Informed Comment

Thoughts on the Middle East, History, and Religion

Juan Cole is President of the Global Americana Institute

Monday, July 28, 2008

Bombings of Shiites during Pilgrimage to Kadhimiya;
11 Thought Dead;
Turkey Bombs Iraq Again

Guerrillas in Iraq set off three bombs one after another on Monday morning, targeting Shiite pilgrims on their way to the Shrine of Imam Musa al-Kadhim in Kadhimiya, north Baghdad, to commemorate his death. They killed at least 11 persons and wounded some 33. The bombings on this Shiite holy day are an unwelcome reminder that Sunni-Shiite sectarian tensions remain high in Baghdad and that Sunni Arab guerrillas are still attempting to provoke sectarian feuding as a way of destabilizing the situation. All this, despiteIraqi police attempts to forestall such attacks.
On Sunday, Sunni Arab guerrillas shot down seven Shiite pilgrims as they passed through a Sunni area on their way to Kadhimiya, according to AP (though the report has been questioned). Imam Musa al-Kadhim is the 7th in the line of close relatives of the Prophet Muhammad who, Shiites, believe, were his rightful vicars.

Meanwhile, Turkey bombed 12 positions inside northern Iraq of the Kurdish Workers Party (PKK), which the US has designated as a terrorist organization, and which has killed dozens of Turkish troops in the past year.

The Kurdish issue has delayed the passage of the law on provincial elections in the Iraqi parliament, which must successfully legislate soon on the issue if the elections are to be held this fall.

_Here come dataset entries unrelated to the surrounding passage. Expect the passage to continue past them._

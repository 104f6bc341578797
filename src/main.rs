use anyhow::Context;
use clap::Parser;
use tracing_subscriber::EnvFilter;

mod app;
mod cli;
mod config;
mod items;
mod render;
mod search_query;
mod storage;
#[cfg(test)]
mod tests;

use app::{backend::PreferenceStore, AppFactory, SearchResults};
use items::SourceKind;

const LOG_ENV: &str = "TABFIND_LOG";

fn init_tracing(verbose: bool) {
    let default_level = if verbose { "debug" } else { "warn" };
    let filter = EnvFilter::try_from_env(LOG_ENV)
        .or_else(|_| EnvFilter::try_from_default_env())
        .unwrap_or_else(|_| EnvFilter::new(default_level));

    tracing_subscriber::fmt()
        .with_env_filter(filter)
        .with_writer(std::io::stderr)
        .init();
}

fn main() -> anyhow::Result<()> {
    let args = cli::Args::parse();
    init_tracing(args.verbose);

    let paths = AppFactory::get_paths()?;
    let mut config = AppFactory::create_config(&paths)?;

    match args.command {
        cli::Command::Search {
            query,
            profile,
            json,
        } => {
            let profile = profile.unwrap_or_else(|| config.selected_profile());
            let query = query.join(" ");
            let _span = tracing::info_span!("search", %profile, %query).entered();

            let runtime = tokio::runtime::Builder::new_current_thread()
                .enable_all()
                .build()
                .context("failed to start runtime")?;

            let results = runtime.block_on(async {
                let mut aggregator = AppFactory::create_aggregator(&config);
                aggregator.mount(&profile);
                aggregator.set_query(query);
                aggregator.settled().await;
                aggregator.results()
            });

            if json {
                println!("{}", serde_json::to_string_pretty(&results)?);
            } else {
                print_results(&results);
            }
            Ok(())
        }

        cli::Command::Profile { id } => {
            match id {
                Some(id) => {
                    config.selected_profile = Some(id);
                    config.save()?;
                    println!("Selected profile: {}", config.selected_profile());
                }
                None => println!("{}", config.selected_profile()),
            }
            Ok(())
        }

        cli::Command::Profiles {} => {
            let runtime = tokio::runtime::Builder::new_current_thread()
                .enable_all()
                .build()
                .context("failed to start runtime")?;

            let provider = AppFactory::create_provider(&config);
            let profiles = runtime.block_on(provider.list_profiles())?;
            let selected = config.selected_profile();
            for profile in profiles {
                let marker = if profile == selected { "*" } else { " " };
                println!("{marker} {profile}");
            }
            Ok(())
        }
    }
}

fn print_results(results: &SearchResults) {
    println!("{}", render::new_tab_title(&results.query));

    for section in results.sections() {
        if let Some(kind) = section.error() {
            println!();
            println!("[{}] {}", section.kind.label(), render::error_message(kind));
            continue;
        }
        if section.items.is_empty() {
            continue;
        }

        if section.kind == SourceKind::History {
            let today = chrono::Local::now().date_naive();
            for (label, items) in render::group_by_date(&section.items, today) {
                println!();
                println!("{label}");
                for item in items {
                    print_row(item);
                }
            }
        } else {
            println!();
            for item in &section.items {
                print_row(item);
            }
        }
    }
}

fn print_row(item: &items::Item) {
    let row = render::render_item(item);
    println!("  {}  {}  {}", row.accessory, row.title, row.subtitle);
}
pub mod aggregator;
pub mod backend;
pub mod errors;
pub mod factory;
pub mod local;
pub mod source_state;
pub mod sources;

pub use aggregator::SearchResults;
pub use factory::AppFactory;
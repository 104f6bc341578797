//! Per-source fetch state.
//!
//! Each source moves `Idle → Loading → Ready | Failed(kind)`, and every
//! [`SourceHandle::revalidate`] sends it back to `Loading`. Revalidations are
//! numbered; a fetch only lands if its number is still the latest one issued,
//! so a slow superseded fetch resolves and is dropped instead of overwriting
//! newer data. Nothing is cancelled.

use std::sync::Arc;

use serde::{Deserialize, Serialize};
use tokio::{sync::watch, task::JoinHandle};

use crate::items::{Item, ProfileId, SourceKind};

use super::{errors::ErrorKind, sources::SourceAdapter};

#[derive(Debug, Clone, Copy, PartialEq, Eq, Default, Serialize, Deserialize)]
pub enum SourceStatus {
    #[default]
    Idle,
    Loading,
    Ready,
    Failed(ErrorKind),
}

#[derive(Debug, Clone, Default)]
pub struct SourceState {
    pub status: SourceStatus,
    pub items: Vec<Item>,
    /// Profile requested by the latest revalidation.
    pub profile: Option<ProfileId>,
    pub generation: u64,
}

impl SourceState {
    pub fn is_loading(&self) -> bool {
        self.status == SourceStatus::Loading
    }

    #[allow(dead_code)]
    pub fn error(&self) -> Option<ErrorKind> {
        match self.status {
            SourceStatus::Failed(kind) => Some(kind),
            _ => None,
        }
    }
}

#[derive(Clone)]
pub struct SourceHandle {
    adapter: Arc<dyn SourceAdapter>,
    state: Arc<watch::Sender<SourceState>>,
}

impl SourceHandle {
    pub fn new(adapter: Arc<dyn SourceAdapter>) -> Self {
        let (state, _) = watch::channel(SourceState::default());
        Self {
            adapter,
            state: Arc::new(state),
        }
    }

    pub fn kind(&self) -> SourceKind {
        self.adapter.kind()
    }

    pub fn subscribe(&self) -> watch::Receiver<SourceState> {
        self.state.subscribe()
    }

    pub fn snapshot(&self) -> SourceState {
        self.state.borrow().clone()
    }

    pub fn status(&self) -> SourceStatus {
        self.state.borrow().status
    }

    /// Start a fresh fetch for `profile`, superseding any pending one.
    ///
    /// Must be called from within a tokio runtime.
    pub fn revalidate(&self, profile: Option<ProfileId>) -> JoinHandle<()> {
        let mut generation = 0;
        self.state.send_modify(|state| {
            state.generation += 1;
            state.status = SourceStatus::Loading;
            state.profile = profile.clone();
            generation = state.generation;
        });

        let kind = self.kind();
        log::debug!(
            "source={} event=revalidate generation={generation} profile={profile:?}",
            kind.label()
        );

        let adapter = self.adapter.clone();
        let state = self.state.clone();
        tokio::spawn(async move {
            let result = adapter.fetch(profile.as_deref()).await;

            state.send_if_modified(move |state| {
                if state.generation != generation {
                    log::debug!(
                        "source={} event=stale generation={generation} latest={}",
                        kind.label(),
                        state.generation
                    );
                    return false;
                }

                match result {
                    Ok(items) => {
                        log::debug!(
                            "source={} event=ready generation={generation} items={}",
                            kind.label(),
                            items.len()
                        );
                        state.items = items;
                        state.status = SourceStatus::Ready;
                    }
                    Err(err) => {
                        log::warn!("source={} event=failed err={err}", kind.label());
                        state.items.clear();
                        state.status = SourceStatus::Failed(ErrorKind::from(&err));
                    }
                }
                true
            });
        })
    }

    /// Resolves once the source is no longer loading.
    pub async fn settled(&self) {
        let mut rx = self.subscribe();
        loop {
            let loading = rx.borrow_and_update().is_loading();
            if !loading || rx.changed().await.is_err() {
                return;
            }
        }
    }
}
use super::transliterate::romanize;

/// Knobs for building searchable text. Passed in by the caller, never read
/// from preferences here.
#[derive(Debug, Clone, Copy, PartialEq, Eq)]
pub struct SearchOptions {
    pub romanize_titles: bool,
}

impl Default for SearchOptions {
    fn default() -> Self {
        Self {
            romanize_titles: true,
        }
    }
}

/// Lowercase title, lowercase scheme-less url and, when available, the
/// romanized title, joined by single spaces.
pub fn searchable_text(title: &str, display_url: &str, opts: SearchOptions) -> String {
    let mut text = format!("{} {}", title.to_lowercase(), display_url.to_lowercase());

    if !opts.romanize_titles {
        return text;
    }

    match romanize(title) {
        Ok(romanized) => {
            text.push(' ');
            text.push_str(&romanized);
        }
        Err(err) => log::trace!("romanize skipped title={title:?} reason={err}"),
    }

    text
}
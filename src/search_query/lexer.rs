/// Lowercase a query and split it on runs of whitespace.
///
/// Empty or whitespace-only input yields no tokens.
pub fn tokenize(input: &str) -> Vec<String> {
    input
        .to_lowercase()
        .split_whitespace()
        .map(str::to_string)
        .collect()
}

Al-Hayat reports in Arabic that attempts to come to a compromise on the provincial elections in parliament on Sunday failed. Kurdistan President Masoud Barzani warned that the dispute had brought Iraq to "dangerous" straits.

The Islamic Supreme Council of Iraq and its paramilitary, the Badr Organization, had split on the provisions regarding power sharing in Kirkuk in the bill that was vetoed. ISCI official Ammar al-Hakim said that compromise language in the original draft, on which the Kurds had signed off, had been altered at the last minute.

Al-Hakim also told al-Hayat, "Iraq needs to regulate its relations with the United States, as a state that has a special position regarding the presence of its forces in Iraq." Apparently he means that it is a pressing matter to pass a Status of Forces Agreement.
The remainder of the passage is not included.